[Work task] Bring together copies of the lines in the data below that contain the word "already".

[Exercise input]
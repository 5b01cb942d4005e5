//! Room DTOs exchanged with the Secret Santa service.

use chrono::NaiveDate;
use serde::{Deserialize, Serialize};

/// Maximum room name length in characters.
pub const MAX_ROOM_NAME_LEN: usize = 20;

/// Highest accepted gift price limit.
pub const MAX_GIFT_PRICE: i32 = 1_000_000;

/// Minimum room password length in characters.
pub const MIN_PASSWORD_LEN: usize = 8;

/// Maximum room password length in characters.
pub const MAX_PASSWORD_LEN: usize = 20;

/// Validated payload for creating a room.
///
/// Only built by the room form validation pipeline, so every field already
/// satisfies the limits above.
#[derive(Debug, Clone, PartialEq, Eq, Serialize, Deserialize)]
pub struct RoomCreateRequest {
    /// Display name of the room.
    #[serde(rename = "room_name")]
    pub name: String,
    /// Optional join password.
    #[serde(default, skip_serializing_if = "Option::is_none")]
    pub password: Option<String>,
    /// Optional gift exchange date.
    #[serde(default, skip_serializing_if = "Option::is_none")]
    pub date: Option<NaiveDate>,
    /// Optional gift price limit.
    #[serde(default, skip_serializing_if = "Option::is_none")]
    pub max_price: Option<i32>,
}

/// A room as reported by the service.
#[derive(Debug, Clone, PartialEq, Eq, Serialize, Deserialize)]
pub struct RoomInfo {
    /// Display name of the room.
    #[serde(rename = "room_name")]
    pub name: String,
    /// Gift exchange date, if set.
    pub date: Option<NaiveDate>,
    /// Identifier of the user who created the room.
    pub owner_id: String,
    /// Gift price limit, if set.
    #[serde(default)]
    pub max_price: Option<i32>,
    /// Whether gifts have already been assigned.
    #[serde(default)]
    pub game_started: bool,
    /// Number of members currently in the room.
    pub members_count: u32,
}

impl RoomInfo {
    /// A freshly created room: only its owner is a member.
    #[must_use]
    pub fn created_from(request: RoomCreateRequest, owner_id: impl Into<String>) -> Self {
        Self {
            name: request.name,
            date: request.date,
            owner_id: owner_id.into(),
            max_price: request.max_price,
            game_started: false,
            members_count: 1,
        }
    }
}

[Result of this task]
/// Only built by the room form validation pipeline, so every field already
    /// Whether gifts have already been assigned.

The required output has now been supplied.